Dal 1° giugno al 17 luglio 2026, la Puglia ha registrato la distruzione di 1.041 ettari di territorio a causa degli incendi. Le province di Lecce e della Bat (Barletta-Andria-Trani) sono state le più interessate dal fenomeno, secondo i dati provvisori del sistema europeo Effis di Copernicus, denunciati da Coldiretti Puglia.
Il bilancio evidenziato da Coldiretti conferma un elevato livello di rischio per le campagne, le aree naturali e la biodiversità. La stagione in corso è caratterizzata da temperature elevate e condizioni di siccità che rendono il territorio particolarmente vulnerabile agli incendi. Tra gli episodi più gravi, Coldiretti ha ricordato i recenti roghi sul Gargano e a Minervino Murge, dove sono stati devastati oltre 400 ettari di macchia mediterranea, boschi e sterpaglie.

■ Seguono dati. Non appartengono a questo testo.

//! Single-flight query client.
//!
//! At most one search is outstanding per client. Submitting while a request
//! is in flight first cancels it (best-effort: the HTTP call may still run
//! to completion, but its result is unconditionally discarded). Each submit
//! gets a generation number; completion events are delivered over a channel
//! and [`SearchClient::poll`] drops any event whose generation is stale, so
//! a response to an earlier submit can never overwrite state set by a later
//! one.
//!
//! The blocking HTTP call runs on a worker thread; everything the rest of
//! the application touches stays on the event-loop thread.

mod error;
mod gemini;

use std::sync::Arc;
use std::sync::atomic::{AtomicBool, Ordering};
use std::sync::mpsc::{Receiver, Sender, channel};
use std::thread;

use tracing::debug;

pub use error::SearchError;
pub use gemini::{GeminiBackend, build_request_body};

use crate::i18n::Language;
use crate::models::SearchQuery;
use crate::parsers::NormalizedResponse;

/// Cooperative cancellation flag shared with the worker.
///
/// The worker checks it at its resumption points; the caller treats a
/// cancelled operation's result as unobservable.
#[derive(Debug, Clone, Default)]
pub struct CancelToken(Arc<AtomicBool>);

impl CancelToken {
    pub fn new() -> Self {
        Self::default()
    }

    pub fn cancel(&self) {
        self.0.store(true, Ordering::SeqCst);
    }

    pub fn is_cancelled(&self) -> bool {
        self.0.load(Ordering::SeqCst)
    }
}

/// One search backend. Implementations must poll the cancellation token at
/// their resumption points and return `SearchError::Cancelled` when it trips.
pub trait SearchBackend: Send + Sync {
    fn search(
        &self,
        query: &SearchQuery,
        language: Language,
        cancel: &CancelToken,
    ) -> Result<NormalizedResponse, SearchError>;
}

/// Terminal outcome of one submit, as seen by the session.
#[derive(Debug)]
pub enum SearchOutcome {
    Completed(NormalizedResponse),
    Failed(SearchError),
    Cancelled,
}

struct SearchEvent {
    generation: u64,
    outcome: SearchOutcome,
}

pub struct SearchClient {
    backend: Arc<dyn SearchBackend>,
    generation: u64,
    outstanding: Option<CancelToken>,
    tx: Sender<SearchEvent>,
    rx: Receiver<SearchEvent>,
}

impl SearchClient {
    pub fn new(backend: Arc<dyn SearchBackend>) -> Self {
        let (tx, rx) = channel();
        Self { backend, generation: 0, outstanding: None, tx, rx }
    }

    /// Issue a search, superseding any outstanding one.
    ///
    /// Returns the generation number of the new request. Exactly one network
    /// call is made per invocation; there are no automatic retries.
    pub fn submit(&mut self, query: SearchQuery, language: Language) -> u64 {
        self.cancel();
        self.generation += 1;

        let token = CancelToken::new();
        self.outstanding = Some(token.clone());

        let backend = Arc::clone(&self.backend);
        let tx = self.tx.clone();
        let generation = self.generation;
        debug!(generation, "submitting search");

        thread::spawn(move || {
            let outcome = match backend.search(&query, language, &token) {
                _ if token.is_cancelled() => SearchOutcome::Cancelled,
                Ok(response) => SearchOutcome::Completed(response),
                Err(SearchError::Cancelled) => SearchOutcome::Cancelled,
                Err(err) => SearchOutcome::Failed(err),
            };
            // The receiver only disappears when the client is dropped.
            let _ = tx.send(SearchEvent { generation, outcome });
        });

        self.generation
    }

    /// Cancel the outstanding request, if any. Idempotent; a no-op when
    /// nothing is in flight.
    pub fn cancel(&mut self) {
        if let Some(token) = self.outstanding.take() {
            debug!(generation = self.generation, "cancelling outstanding search");
            token.cancel();
        }
    }

    /// Whether a request is currently outstanding.
    pub fn is_outstanding(&self) -> bool {
        self.outstanding.is_some()
    }

    /// Drain completion events, returning the outcome of the current
    /// request when it has finished. Events from superseded or cancelled
    /// generations are discarded unconditionally.
    pub fn poll(&mut self) -> Option<SearchOutcome> {
        while let Ok(event) = self.rx.try_recv() {
            if event.generation == self.generation && self.outstanding.is_some() {
                self.outstanding = None;
                return Some(event.outcome);
            }
            debug!(generation = event.generation, "discarding stale search outcome");
        }
        None
    }
}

Il monitoraggio dell’Unione Europea rileva una distribuzione degli ettari bruciati che vede la provincia di Lecce con 399 ettari, seguita dalla Bat con 238 ettari e dal Tarantino con 212 ettari. Nel Foggiano sono stati bruciati 179 ettari, mentre nel Brindisino si registrano 13 ettari.
Secondo Coldiretti Puglia, “ogni ettaro divorato dalle fiamme rappresenta una perdita irreversibile per il territorio, perché insieme alla vegetazione vengono distrutti anni di lavoro della natura, produzioni agricole, biodiversità e un patrimonio ambientale che richiederà decenni per rigenerarsi”. L’organizzazione agricola sottolinea inoltre come l’abbandono incontrollato di rifiuti nelle campagne, come plastica, pneumatici e sterpaglie, aumenti il rischio di propagazione degli incendi, trasformandosi in pericoloso combustibile.
Per contrastare questa emergenza, Coldiretti Puglia ritiene “indispensabile rafforzare ulteriormente la prevenzione, intensificando il presidio delle aree rurali e il coordinamento tra istituzioni, Protezione Civile, forze dell’ordine, agricoltori e cittadini”.